Pneumonia as we say in Spanish. How can you tell the difference between a cold
and pneumonia? >So that’s not necessarily the easiest thing but certainly going to
see a physician for a complete exam is the first way to get yourself evaluated
if you’re not sure what’s going on. A physician will listen to your lungs and
if needed order a chest x-ray which can actually confirm the presence of a
pneumonia.>And who’s at risk for pneumonia, so pneumonia is a infection
that anybody could get certainly there are some people who are at higher risk
and those would be patients that are over the age of 65, anyone at any age
with chronic illnesses such as diabetes, heart disease, lung disease, asthma, anyone
who has a weakened immune system, because of medications or medical conditions, are
all at more risk of developing pneumonia.>And is a vaccination the best way to
prevent pneumonia?>A vaccination is a great way to prevent the pneumonia.
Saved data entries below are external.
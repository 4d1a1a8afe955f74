//! Strongly-typed Nado transaction records.
//!
//! One record per [`TxType`]. Each renders the message map that goes into the
//! typed data; field names and order follow the registry schema, integers are
//! rendered as decimal strings and bytes32 values as lowercase hex.

use alloy_primitives::B256;
use serde::{Deserialize, Serialize};
use serde_json::{Map, Value};

use crate::appendix::Appendix;
use crate::eip712::TxType;
use crate::{Error, Result};

/// A record that can be signed as a Nado transaction.
pub trait NadoMessage: Serialize {
    const TX_TYPE: TxType;

    /// The typed-data message for this record.
    fn to_message(&self) -> Result<Map<String, Value>> {
        match serde_json::to_value(self)? {
            Value::Object(map) => Ok(map),
            other => Err(Error::encoding(format!(
                "{} must serialize to an object, got {other}",
                Self::TX_TYPE
            ))),
        }
    }
}

/// Serialize integers as decimal strings, accept strings or numbers back.
pub mod dec_str {
    use serde::de::Error as _;
    use serde::{Deserialize, Deserializer, Serializer};
    use std::fmt::Display;
    use std::str::FromStr;

    pub fn serialize<T: Display, S: Serializer>(value: &T, s: S) -> Result<S::Ok, S::Error> {
        s.collect_str(value)
    }

    pub fn deserialize<'de, T, D>(d: D) -> Result<T, D::Error>
    where
        T: FromStr,
        T::Err: Display,
        D: Deserializer<'de>,
    {
        #[derive(Deserialize)]
        #[serde(untagged)]
        enum Raw {
            Str(String),
            Num(serde_json::Number),
        }

        let raw = match Raw::deserialize(d)? {
            Raw::Str(s) => s,
            Raw::Num(n) => n.to_string(),
        };
        raw.parse().map_err(D::Error::custom)
    }
}

#[derive(Debug, Clone, PartialEq, Eq, Serialize, Deserialize)]
#[serde(rename_all = "camelCase")]
pub struct Order {
    pub sender: B256,
    #[serde(with = "dec_str")]
    pub price_x18: i128,
    #[serde(with = "dec_str")]
    pub amount: i128,
    #[serde(with = "dec_str")]
    pub expiration: u64,
    #[serde(with = "dec_str")]
    pub nonce: u64,
    pub appendix: Appendix,
}

impl NadoMessage for Order {
    const TX_TYPE: TxType = TxType::PlaceOrder;
}

/// Cancel specific orders by digest.
#[derive(Debug, Clone, PartialEq, Eq, Serialize, Deserialize)]
#[serde(rename_all = "camelCase")]
pub struct Cancellation {
    pub sender: B256,
    pub product_ids: Vec<u32>,
    pub digests: Vec<B256>,
    #[serde(with = "dec_str")]
    pub nonce: u64,
}

impl NadoMessage for Cancellation {
    const TX_TYPE: TxType = TxType::CancelOrders;
}

/// Cancel every order on the given products.
#[derive(Debug, Clone, PartialEq, Eq, Serialize, Deserialize)]
#[serde(rename_all = "camelCase")]
pub struct CancellationProducts {
    pub sender: B256,
    pub product_ids: Vec<u32>,
    #[serde(with = "dec_str")]
    pub nonce: u64,
}

impl NadoMessage for CancellationProducts {
    const TX_TYPE: TxType = TxType::CancelProductOrders;
}

#[derive(Debug, Clone, PartialEq, Eq, Serialize, Deserialize)]
#[serde(rename_all = "camelCase")]
pub struct WithdrawCollateral {
    pub sender: B256,
    pub product_id: u32,
    #[serde(with = "dec_str")]
    pub amount: u128,
    #[serde(with = "dec_str")]
    pub nonce: u64,
}

impl NadoMessage for WithdrawCollateral {
    const TX_TYPE: TxType = TxType::WithdrawCollateral;
}

#[derive(Debug, Clone, PartialEq, Eq, Serialize, Deserialize)]
#[serde(rename_all = "camelCase")]
pub struct LiquidateSubaccount {
    pub sender: B256,
    pub liquidatee: B256,
    pub product_id: u32,
    pub is_encoded_spread: bool,
    #[serde(with = "dec_str")]
    pub amount: i128,
    #[serde(with = "dec_str")]
    pub nonce: u64,
}

impl NadoMessage for LiquidateSubaccount {
    const TX_TYPE: TxType = TxType::LiquidateSubaccount;
}

/// Mint liquidity tokens against quote.
#[derive(Debug, Clone, PartialEq, Eq, Serialize, Deserialize)]
#[serde(rename_all = "camelCase")]
pub struct MintNlp {
    pub sender: B256,
    #[serde(with = "dec_str")]
    pub quote_amount: u128,
    #[serde(with = "dec_str")]
    pub nonce: u64,
}

impl NadoMessage for MintNlp {
    const TX_TYPE: TxType = TxType::MintNlp;
}

#[derive(Debug, Clone, PartialEq, Eq, Serialize, Deserialize)]
#[serde(rename_all = "camelCase")]
pub struct BurnNlp {
    pub sender: B256,
    #[serde(with = "dec_str")]
    pub nlp_amount: u128,
    #[serde(with = "dec_str")]
    pub nonce: u64,
}

impl NadoMessage for BurnNlp {
    const TX_TYPE: TxType = TxType::BurnNlp;
}

/// Authorize `signer` to sign executes on behalf of `sender`.
#[derive(Debug, Clone, PartialEq, Eq, Serialize, Deserialize)]
#[serde(rename_all = "camelCase")]
pub struct LinkSigner {
    pub sender: B256,
    pub signer: B256,
    #[serde(with = "dec_str")]
    pub nonce: u64,
}

impl NadoMessage for LinkSigner {
    const TX_TYPE: TxType = TxType::LinkSigner;
}

#[derive(Debug, Clone, PartialEq, Eq, Serialize, Deserialize)]
#[serde(rename_all = "camelCase")]
pub struct StreamAuthentication {
    pub sender: B256,
    #[serde(with = "dec_str")]
    pub expiration: u64,
}

impl NadoMessage for StreamAuthentication {
    const TX_TYPE: TxType = TxType::AuthenticateStream;
}

#[derive(Debug, Clone, PartialEq, Eq, Serialize, Deserialize)]
#[serde(rename_all = "camelCase")]
pub struct ListTriggerOrders {
    pub sender: B256,
    #[serde(with = "dec_str")]
    pub recv_time: u64,
}

impl NadoMessage for ListTriggerOrders {
    const TX_TYPE: TxType = TxType::ListTriggerOrders;
}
The
pneumonia vaccines are available there are two that we give and we’ll be
talking about that in a little bit but that’s one important aspect, it’s also
very important that you take care to keep yourself as healthy as possible
make sure that you have good hand-washing during cold or flu season
being careful, not to be around other people who are too sick and in close
contact being careful to avoid touching your face your hands on your mouth or
your eyes is a way that illnesses get spread and, so hygiene is important,
general health is important, and also vaccinating is important.>And to wrap up
pneumonia do you need that every year that vaccine?>Actually you do not need
that every year, that’s a very good question. That vaccine is given as two
doses one year apart and then generally you may need a booster five to ten years
later depending again on medical conditions and health status.